John Carlson starts out correctly in the April 2 issue of the Reporter when he states that it makes no sense to allow guns in bars and airplanes. But then his claim quickly makes no sense.
His two arguments for allowing guns in national parks are hollow and nonsensical. First of all, if he is promoting “consistency,” then the Tongass National Forest would ban guns in order to conform to the policy in all of the other national lands. It would be interesting to know how many gun-totin’ cowboys have actually needed to use a gun in the Tongass to protect themselves from bears. My guess is, not many.
He says the Yellowstone National Park rules allow “anything except lethal force” in protecting yourself from a bear attack. In even a novice’s hands, guns are considered lethal, so why allow them in a park? When I was in Yellowstone, and also in Glacier National Park, last July, the rangers were promoting loud air-horns as bear deterrents.
And “reasonableness?” Unless Carlson can come up with a means for the already overworked rangers in the parks to determine, just by looking in the car window as people pass through the gates, if a citizen is “law-abiding,” then it is safer for everyone involved to assume that the only people who would be foolish enough to feel a need to carry a gun into said park has unreasonable intentions.
He is correct, though, that “not many people poach big game with pistols.” That is because pistols are best used at close range; like during a confrontation with someone over something like a campsite, or a parking space in a national park.
Remember, John: “Guns don’t kill people; people kill people.” But they do it a lot easier with a gun.
Why no help from affluent Bellevue?
I am a Bellevue resident of almost 10 years, married, no kids yet, dog and cat, home owner, business owner, normal life really.
I am a member of a volunteer organization and every year we facilitate dozens of volunteer projects to assist our local community.
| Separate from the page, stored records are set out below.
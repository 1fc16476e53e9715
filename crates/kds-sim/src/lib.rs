//! kds-sim: an in-process kitchen that behaves like the orders API.
//!
//! Demo mode runs the board against it instead of the network stack, and the
//! board's tests use it as their in-memory double. It keeps orders in a
//! concurrent map, broadcasts the same events the push channel would carry,
//! and can drive itself with randomized restaurant traffic.

use std::sync::atomic::{AtomicU32, Ordering};
use std::sync::Arc;
use std::time::Duration;

use async_trait::async_trait;
use chrono::Utc;
use dashmap::DashMap;
use kds_types::domain::event::KitchenEvent;
use kds_types::domain::order::{Order, OrderItem, OrderStatus, TableRef};
use kds_types::ports::order_source::{OrderSource, SourceError};
use rand::Rng;
use tokio::sync::broadcast;
use tokio::task::JoinHandle;
use uuid::Uuid;

const MENU: &[(&str, i64)] = &[
    ("Margherita", 1250),
    ("Carbonara", 1400),
    ("Caesar Salad", 950),
    ("Tomato Soup", 650),
    ("Ribeye", 2900),
    ("Tiramisu", 700),
];

const MODIFIERS: &[&str] = &["extra cheese", "no onion", "gluten free", "spicy"];

/// Seconds a ticket sits pending before the fake back office accepts it.
const ACCEPT_AFTER_SECS: i64 = 15;
/// Seconds after filing before a ready order gets handed off.
const SERVE_AFTER_SECS: i64 = 150;
/// Closed orders linger this long before the map forgets them.
const FORGET_AFTER_SECS: i64 = 300;

#[derive(Clone)]
pub struct SimKitchen {
    orders: Arc<DashMap<Uuid, Order>>,
    next_number: Arc<AtomicU32>,
    events: broadcast::Sender<KitchenEvent>,
}

impl SimKitchen {
    pub fn new() -> Self {
        let (events, _) = broadcast::channel(64);
        Self {
            orders: Arc::new(DashMap::new()),
            next_number: Arc::new(AtomicU32::new(1)),
            events,
        }
    }

    /// Listen to the events the kitchen emits, the in-process stand-in for
    /// the push channel.
    pub fn subscribe(&self) -> broadcast::Receiver<KitchenEvent> {
        self.events.subscribe()
    }

    /// Put an exact order on the books without emitting an event. Seeding
    /// hook for tests and demos.
    pub fn seed(&self, order: Order) {
        self.orders.insert(order.id, order);
    }

    /// File a brand-new pending ticket, as the ordering flow would.
    pub fn file_order(&self) -> Order {
        let mut rng = rand::thread_rng();
        let table = TableRef {
            id: Uuid::new_v4(),
            label: format!("T{}", rng.gen_range(1..=20)),
        };
        let mut total = 0i64;
        let count = rng.gen_range(1..=3);
        let items: Vec<OrderItem> = (0..count)
            .map(|_| {
                let (name, price) = MENU[rng.gen_range(0..MENU.len())];
                let qty: u32 = rng.gen_range(1..=2);
                total += price * qty as i64;
                let modifiers = if rng.gen_bool(0.3) {
                    Some(vec![MODIFIERS[rng.gen_range(0..MODIFIERS.len())].to_string()])
                } else {
                    None
                };
                OrderItem {
                    name: name.to_string(),
                    qty,
                    status: None,
                    modifiers,
                    note: None,
                }
            })
            .collect();

        let number = self.next_number.fetch_add(1, Ordering::Relaxed);
        let order = Order::new(number, table, items, total);
        self.orders.insert(order.id, order.clone());
        let _ = self.events.send(KitchenEvent::NewOrder {
            order_id: Some(order.id),
        });
        tracing::debug!(order = %order.id, number, "sim filed order");
        order
    }

    /// Drive the fake restaurant: file new tickets, accept pending ones
    /// after a beat, hand off ready ones, and forget long-closed orders so
    /// the map stays bounded. One call per `pace`.
    pub fn spawn_service(&self, pace: Duration) -> JoinHandle<()> {
        let kitchen = self.clone();
        tokio::spawn(async move {
            loop {
                tokio::time::sleep(pace).await;
                kitchen.tick();
            }
        })
    }

    /// One beat of restaurant activity.
    fn tick(&self) {
        {
            let mut rng = rand::thread_rng();
            if self.orders.len() < 12 && rng.gen_bool(0.7) {
                self.file_order();
            }
        }

        let now = Utc::now();
        let mut accept = Vec::new();
        let mut serve = Vec::new();
        let mut forget = Vec::new();
        for kv in self.orders.iter() {
            let age = (now - kv.created_at).num_seconds();
            match kv.status {
                OrderStatus::Pending if age >= ACCEPT_AFTER_SECS => accept.push(kv.id),
                OrderStatus::Ready if age >= SERVE_AFTER_SECS => serve.push(kv.id),
                OrderStatus::Served | OrderStatus::Completed | OrderStatus::Rejected
                    if age >= FORGET_AFTER_SECS =>
                {
                    forget.push(kv.id)
                }
                _ => {}
            }
        }
        for id in accept {
            self.transition(id, OrderStatus::Accepted);
        }
        for id in serve {
            self.transition(id, OrderStatus::Served);
        }
        for id in forget {
            self.orders.remove(&id);
        }
    }

    fn transition(&self, id: Uuid, status: OrderStatus) {
        let changed = match self.orders.get_mut(&id) {
            Some(mut entry) => {
                entry.update_status(status);
                true
            }
            None => false,
        };
        if changed {
            let _ = self.events.send(KitchenEvent::OrderStatusUpdated {
                order_id: Some(id),
                status: Some(status),
            });
        }
    }
}

impl Default for SimKitchen {
    fn default() -> Self {
        Self::new()
    }
}

#[async_trait]
impl OrderSource for SimKitchen {
    async fn fetch_orders(&self, limit: usize) -> Result<Vec<Order>, SourceError> {
        let mut orders: Vec<Order> = self.orders.iter().map(|kv| kv.value().clone()).collect();
        // Oldest first; the page cap mirrors the API's limit parameter.
        orders.sort_by_key(|o| o.created_at);
        orders.truncate(limit);
        Ok(orders)
    }

    async fn update_status(&self, id: Uuid, status: OrderStatus) -> Result<Order, SourceError> {
        let updated = match self.orders.get_mut(&id) {
            Some(mut entry) => {
                entry.update_status(status);
                entry.clone()
            }
            None => return Err(SourceError::Rejected(format!("unknown order {id}"))),
        };
        let _ = self.events.send(KitchenEvent::OrderStatusUpdated {
            order_id: Some(id),
            status: Some(status),
        });
        Ok(updated)
    }
}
One project is to procure backpacks for five-year-olds who are excited to attend kindergarten in the fall for the first time. These kids are disadvantaged or are simply having a hard time at it. These backpacks also must contain all the essential products a five year old would need on their first day of school including an outfit to wear.
I pounded the pavement in Bellevue to a slew of local stores and my colleagues have approached many Seattle establishments. Letters have been mailed. Phone calls have been made.
We have not located a single entity willing to donate 50 little backpacks. We also have failed miserably at procuring products like crayons, paper, etc., much less full outfits!
I am disappointed in Bellevue specifically. I am disappointed that more stores do not find a way to provide donations without red tape. A good cause is a good cause. We should all be supporting each other.
I can tell you that I will think twice before shopping at some of these places again and they are big stores, little stores, mom and pop stores – the full gamut.
Bad form Bellevue! Shame on you! With all your influence, growth and money, your city should be setting the example!
Community helps make a success
On behalf of Assistance League of the Eastside, I would like to thank the community for the tremendous support that we have received for the events that our chapter held this year.
They include both our philanthropic programs: Operations School Bell, the Assault Survivor Kits program and our Assistance League Outreach plus fundraising events: Celebrations Holiday Home Tour and, most recently, our Spring Event Luncheon/Fashion Show, ‘Step Into Style’.
Without community grants, sponsors and individual donors, we would not have been able to achieve our mission statement which reads, “Assistance League of the Eastside is an all-volunteer nonprofit organization that puts caring and commitment into action through community-based philanthropic programs.”
We are energized by your support as we continue to instill hope in the lives of school children and their families and the many survivors of assault and violence. Chapter members remain steadfast in their resolve to clothe every child in need and end the violence in our community. With your support we can all strive to do just that.